Letterlocking is the act of folding and securing a written message (such as a letter) on papyrus, parchment, or paper, without requiring it to be contained in an envelope or packet. It is a traditional method of document security that utilizes folding and cutting. The process dates to the 13th century in Western history, corresponding with the availability of flexible writing paper.  Letterlocking uses small slits, tabs, and holes placed directly into a letter, which combined with folding techniques are used to secure the letter ("letterpacket"), preventing reading the letter without breaking seals or slips, providing a means of tamper resistance and tamper evidence. These folds and holes may be additionally secured with string and sealing wax.

A particularly intricate method known as a spiral lock was in use by people of many social backgrounds in early modern Europe, including monarchs Mary Queen of Scots and Elizabeth I of England.
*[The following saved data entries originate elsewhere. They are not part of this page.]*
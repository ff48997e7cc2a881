//! レポート本体の抽出
//!
//! 検出したヘッダー行を列名として使い、ヘッダー直後から合計行の手前までを
//! [`AttendanceRecord`] の列に変換する。

use crate::currency::parse_brl_value;
use crate::error::{Error, Result};
use crate::grid::{Cell, Grid};
use crate::locator::{locate_report, ReportLayout};
use crate::normalizer::normalize_convenio;
use crate::types::{AttendanceRecord, ReportStats};
use serde::{Deserialize, Serialize};

pub const COL_ATENDIMENTO: &str = "Atendimento";
pub const COL_OPERADORA: &str = "Operadora";
pub const COL_VALOR_TOTAL: &str = "Valor Total";
pub const COL_GUIA: &str = "Nr. Guia";

/// ガイド列の別表記（ヘッダー検出と同じ表記ゆれを許容）
const COL_GUIA_ALT: &str = "Nº Guia";

/// ヘッダー行の列インデックス → 列名（左から順）
#[derive(Debug, Clone, Default, PartialEq, Serialize, Deserialize)]
pub struct HeaderMap {
    columns: Vec<(usize, String)>,
}

impl HeaderMap {
    /// ヘッダー行から作成（空白セルは除外）
    pub fn from_row(row: &[Cell]) -> Self {
        let columns = row
            .iter()
            .enumerate()
            .filter(|(_, cell)| !cell.is_blank())
            .map(|(index, cell)| (index, cell.to_text().trim().to_string()))
            .collect();
        Self { columns }
    }

    pub fn len(&self) -> usize {
        self.columns.len()
    }

    pub fn is_empty(&self) -> bool {
        self.columns.is_empty()
    }

    /// 列名の一覧
    pub fn names(&self) -> impl Iterator<Item = &str> {
        self.columns.iter().map(|(_, name)| name.as_str())
    }

    /// 列名から元グリッドの列インデックスを取得（重複時は最初の列）
    pub fn index_of(&self, name: &str) -> Option<usize> {
        self.columns
            .iter()
            .find(|(_, column)| column == name)
            .map(|(index, _)| *index)
    }

    /// 必須列のインデックス（なければ [`Error::ColumnMissing`]）
    pub fn require(&self, name: &str) -> Result<usize> {
        self.index_of(name)
            .ok_or_else(|| Error::ColumnMissing(name.to_string()))
    }

    fn guide_column(&self) -> Result<usize> {
        self.index_of(COL_GUIA)
            .or_else(|| self.index_of(COL_GUIA_ALT))
            .ok_or_else(|| Error::ColumnMissing(COL_GUIA.to_string()))
    }

    fn slice_row(&self, row: &[Cell]) -> Vec<Cell> {
        self.columns
            .iter()
            .map(|(index, _)| row.get(*index).cloned().unwrap_or_default())
            .collect()
    }
}

/// 解析済みレポート
#[derive(Debug, Clone, PartialEq, Serialize, Deserialize)]
#[serde(rename_all = "camelCase")]
pub struct ParsedReport {
    pub layout: ReportLayout,
    pub header: HeaderMap,
    pub records: Vec<AttendanceRecord>,
    /// レポートに記載された合計（なければ `None`）
    pub report_total: Option<f64>,
}

impl ParsedReport {
    pub fn stats(&self) -> ReportStats {
        ReportStats::from_records(&self.records)
    }
}

/// グリッドからレポートを解析（構造検出＋抽出）
pub fn parse_grid(grid: &Grid) -> Result<ParsedReport> {
    let layout = locate_report(grid)?;
    extract_records(grid, &layout)
}

/// 検出済みの構造を使ってレコードを抽出
///
/// ガイド番号が空で金額が0の行はノイズとして除外する。
pub fn extract_records(grid: &Grid, layout: &ReportLayout) -> Result<ParsedReport> {
    let header = HeaderMap::from_row(grid.row(layout.header_row));

    let convenio_col = header.require(COL_OPERADORA)?;
    let amount_col = header.require(COL_VALOR_TOTAL)?;
    let guide_col = header.guide_column()?;

    let start = layout.header_row + 1;
    let end = layout.total_row.unwrap_or(grid.len());

    let mut records = Vec::new();
    let mut dropped = 0usize;

    for row_index in start..end {
        let guide_id = guide_text(grid.cell(row_index, guide_col));
        let amount = parse_brl_value(grid.cell(row_index, amount_col));

        if guide_id.is_none() && amount == 0.0 {
            dropped += 1;
            continue;
        }

        let convenio_raw = grid.cell(row_index, convenio_col).to_text().trim().to_string();
        let convenio_key = normalize_convenio(&convenio_raw);

        records.push(AttendanceRecord {
            source_row: row_index,
            guide_id,
            convenio_raw,
            convenio_key,
            amount,
            cells: header.slice_row(grid.row(row_index)),
        });
    }

    log::debug!(
        "抽出: {}行（ノイズ除外 {}行）、範囲 {}..{}",
        records.len(),
        dropped,
        start,
        end
    );

    Ok(ParsedReport {
        layout: *layout,
        header,
        records,
        report_total: layout.total_value,
    })
}

/// ガイド番号セルを文字列化（欠損・空白は `None`）
fn guide_text(cell: &Cell) -> Option<String> {
    if cell.is_blank() {
        None
    } else {
        Some(cell.to_text().trim().to_string())
    }
}
//! CSV生成（ガイド別合計）

use super::GUIDE_TABLE_HEADERS;
use crate::aggregator::GuideAggregate;
use crate::error::{Error, Result};

/// ガイド別合計をCSVバッファに生成
pub fn generate_csv_buffer(guides: &[GuideAggregate]) -> Result<Vec<u8>> {
    let mut writer = csv::Writer::from_writer(Vec::new());

    writer
        .write_record(GUIDE_TABLE_HEADERS)
        .map_err(|e| Error::Csv(e.to_string()))?;

    for guide in guides {
        let total = format!("{:.2}", guide.total);
        writer
            .write_record([
                guide.guide_id.as_deref().unwrap_or(""),
                guide.convenio_key.as_str(),
                total.as_str(),
                guide.channel.map(|c| c.as_str()).unwrap_or(""),
            ])
            .map_err(|e| Error::Csv(e.to_string()))?;
    }

    writer.into_inner().map_err(|e| Error::Csv(e.to_string()))
}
The pages of a letter would be folded together to form a packet. A sliver cut from a page but remaining attached at one end would be woven multiple times, back and forth, through short slots cut into the folded pages. The paper would then be moistened so that it would swell, locking the pieces together. The loose end of the sliver would then be pasted down and possibly sealed with wax.

A Scottish diplomat in Italy, William Keith of Delny, sent letters to James VI of Scotland in 1595 which would tear in two if not opened with care. In 1603 King James told the Venetian diplomat Giovanni Carlo Scaramelli, with a smile, that he had previously received letters from the Doge of Venice which he could not open without breaking the seal. Scaramelli opened the letter for him.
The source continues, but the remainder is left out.